To assess in vitro cytotoxicity and therapeutic efficacy, human breast cancer MDA-MB-231 cells were incubated for 72 hours with native MAG-ARA as well as MAG-ARA/DOX. Cells were grown on Dulbecco’s Modified Eagles Medium (DMEM) supplemented with 10% fetal bovine serum (FBS) as previously described31, 32. Cell viability was measured using the colorimetric MTT assay. DOX solution was used as positive control for efficacy. For in vivo toxicity studies, equal amounts of MAG-ARA as well as MAG-ARA/DOX were injected through the tail vein into 2 month-old wild-type C57Bl/6 mice. Following intravenous injection, mice were monitored for 1 week before been sacrificed. Female NOD/SCID mice were purchased from the Jackson repository and housed in individually ventilated cages under specific pathogen–free conditions in full compliance with FELASA (Federation of Laboratory Animal Science Associations) recommendations in the Animal House Facility of the Biomedical Research Foundation of the Academy of Athens (BRFAA, Greece). All experiments were performed in accordance with national and international guidelines and regulations and were approved by the Institutional Committee on Ethics of Animal Experiments and the Greek Ministry of Agriculture. All major organs were dissected, fixed in 10% formalin and processed for paraffin embedding. Histology was performed on sections stained with Hematoxylin & Eosin (H&E). For xenograft experiments, 106 MDA-MB-231 cells were injected subcutaneously in the rear flank of immunocompromised NOD/SCID mice. Tumor growth was monitored, and when tumors reached a palpable and measurable by caliper size (diameter of 1 mm for the early stage and ~3 mm for the advanced stage cohort), mice were assigned randomly in one of three cohorts, vehicle (PBS), soluble DOX (7 mg per kg) and MAG-ARA/DOX, which were administered through tail vein injection in a 100 uL volume33. Mice were monitored daily and sacrificed one week later (advanced stage cohort), or injected for the second time on Day 7 and monitored through Day 14, at which point they were sacrificed. Tumors were biopsied and processed as above. Tumor volume was calculated using the formula V = (length/2)*width2, 34.

MR imaging

All MRI experiments were performed in a General Electric Sigma HDxt 1.5 Tesla system35. A dual coil consisting of two 10 cm rings set in parallel was used for imaging. All mice were set at close proximity to the two parallel coils and at their center. The body coil of the system was used as transmitter, while the dual coil was used as a receiver. The described set-up was successful towards homogeneous excitation of the sample as well as a high signal-to-noise ratio reception.

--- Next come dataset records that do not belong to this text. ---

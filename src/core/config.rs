//! Layout generation configuration with documented constants
//!
//! One immutable `LayoutConfig` is built up front and handed to the
//! generation pipeline by reference. Nothing downstream mutates it.

use std::fs;
use std::path::Path;

use serde::{Deserialize, Serialize};

use crate::core::error::{LayoutError, Result};

/// Configuration for town layout generation
#[derive(Debug, Clone, PartialEq, Serialize, Deserialize)]
#[serde(default)]
pub struct LayoutConfig {
    /// Seed for the single generator every random draw comes from
    pub seed: u64,

    // === LAND SUBDIVISION ===
    /// Side length of the square plot of land (abstract km)
    ///
    /// Must be a power of two so quadtree cells land on even grid lines.
    /// The street grid has `land_size / 2 + 1` streets per axis.
    pub land_size: u32,

    /// Number of cluster centres sampled points gather around
    pub loci: usize,

    /// Number of points inserted into the quadtree
    ///
    /// More samples = more splits = smaller leaves and fewer tracts.
    pub samples: usize,

    /// Items a quadtree node holds before it splits
    pub quadtree_capacity: usize,

    /// Hard depth limit for quadtree splitting
    pub quadtree_max_depth: u32,

    // === TRACTS ===
    /// Layouts with fewer tracts than this are thrown away and regenerated
    pub min_tracts: usize,

    /// Upper bound on regeneration attempts before giving up
    pub max_generation_attempts: u32,

    // === STREET NAMES ===
    /// Chance an east-west street gets an ordinal name ("3rd Street")
    pub chance_street_gets_numbered_name: f64,

    /// Chance a north-south avenue gets an ordinal name ("3rd Avenue")
    pub chance_avenue_gets_numbered_name: f64,

    // === PARALLELIZATION ===
    /// Minimum parcel pair count before the distance table is built in parallel
    ///
    /// Below this threshold, thread overhead exceeds benefits.
    pub parallel_threshold: usize,
}

impl Default for LayoutConfig {
    fn default() -> Self {
        Self {
            seed: 0,

            land_size: 16,
            loci: 3,
            samples: 32,
            quadtree_capacity: 10,
            quadtree_max_depth: 20,

            min_tracts: 3,
            max_generation_attempts: 64,

            chance_street_gets_numbered_name: 0.8,
            chance_avenue_gets_numbered_name: 0.0,

            parallel_threshold: 256,
        }
    }
}

impl LayoutConfig {
    /// Create a new config with default values
    pub fn new() -> Self {
        Self::default()
    }

    pub fn with_seed(mut self, seed: u64) -> Self {
        self.seed = seed;
        self
    }

    /// Parse a config from TOML; missing keys fall back to defaults
    pub fn from_toml_str(content: &str) -> Result<Self> {
        let config: LayoutConfig = toml::from_str(content)?;
        config.validate()?;
        Ok(config)
    }

    /// Load a config from a TOML file
    pub fn load(path: &Path) -> Result<Self> {
        let content = fs::read_to_string(path)?;
        Self::from_toml_str(&content)
    }

    /// Number of the outermost street on either axis
    pub fn border_street_number(&self) -> i32 {
        (self.land_size / 2) as i32 + 1
    }

    /// Validate configuration for internal consistency
    pub fn validate(&self) -> Result<()> {
        if self.land_size < 4 || !self.land_size.is_power_of_two() {
            return Err(LayoutError::InvalidConfig(format!(
                "land_size ({}) must be a power of two no smaller than 4",
                self.land_size
            )));
        }

        if self.loci == 0 || self.samples == 0 {
            return Err(LayoutError::InvalidConfig(
                "loci and samples must both be positive".into(),
            ));
        }

        if self.quadtree_capacity == 0 {
            return Err(LayoutError::InvalidConfig(
                "quadtree_capacity must be positive".into(),
            ));
        }

        if self.max_generation_attempts == 0 {
            return Err(LayoutError::InvalidConfig(
                "max_generation_attempts must be positive".into(),
            ));
        }

        for (name, chance) in [
            ("chance_street_gets_numbered_name", self.chance_street_gets_numbered_name),
            ("chance_avenue_gets_numbered_name", self.chance_avenue_gets_numbered_name),
        ] {
            if !(0.0..=1.0).contains(&chance) {
                return Err(LayoutError::InvalidConfig(format!(
                    "{} ({}) must lie in [0, 1]",
                    name, chance
                )));
            }
        }

        Ok(())
    }
}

The imaged mice were of NOD/SCID strain, with dimensions 10 × 5 × 3 and an average weight of 25 g. All mice were anaesthetized prior to imaging with intraperitoneal injection of 150 μl of Avertin Tribromoethanol as previously described36,37,38. After allowing a time period of 8 minutes for mice to be fully anesthetized they were placed in prone position in a dedicated non-magnetic box. The MRI protocol for imaging mice included fast spin-echo T1, fast spin-echo PD, SPGR, as well as gradient-echo. For the assessment of contrast-to-noise ratio efficiency of each magnetic nanoparticle, T1 MRI measurements were considered, with the following parameters’ values: TE = 14.2 ms, TR = 780 ms, slice thickness = 3 mm, slice gap = 0.3 mm, FOV = 8 × 8 cm, matrix = 256 × 192, plane: axial, number-of-excitations = 3. The total scan time for mice was 15 minutes. Mice were initially scanned without any contrasting agent, and upon completion of the scan mice were injected intravenously (through the tail vein) with 0.2 mL/Kgr Dotarem and rescanned at the exact position. Within three days, mice were injected with MAG-ARA NPs and scanned again. MRI image analysis was performed with the Evorad software. Signal-to-noise ratio (SNR) was calculated with the formula: SNR = 0.655*(ROItumor/averageROIbackground); ROI: region of interest, contrast-to-noise ratio (CNR) for Dotarem and MAG-ARA was calculated by subtracting SNR before and after administration of contrasting agent: CNR = SNRpre − SNRpost.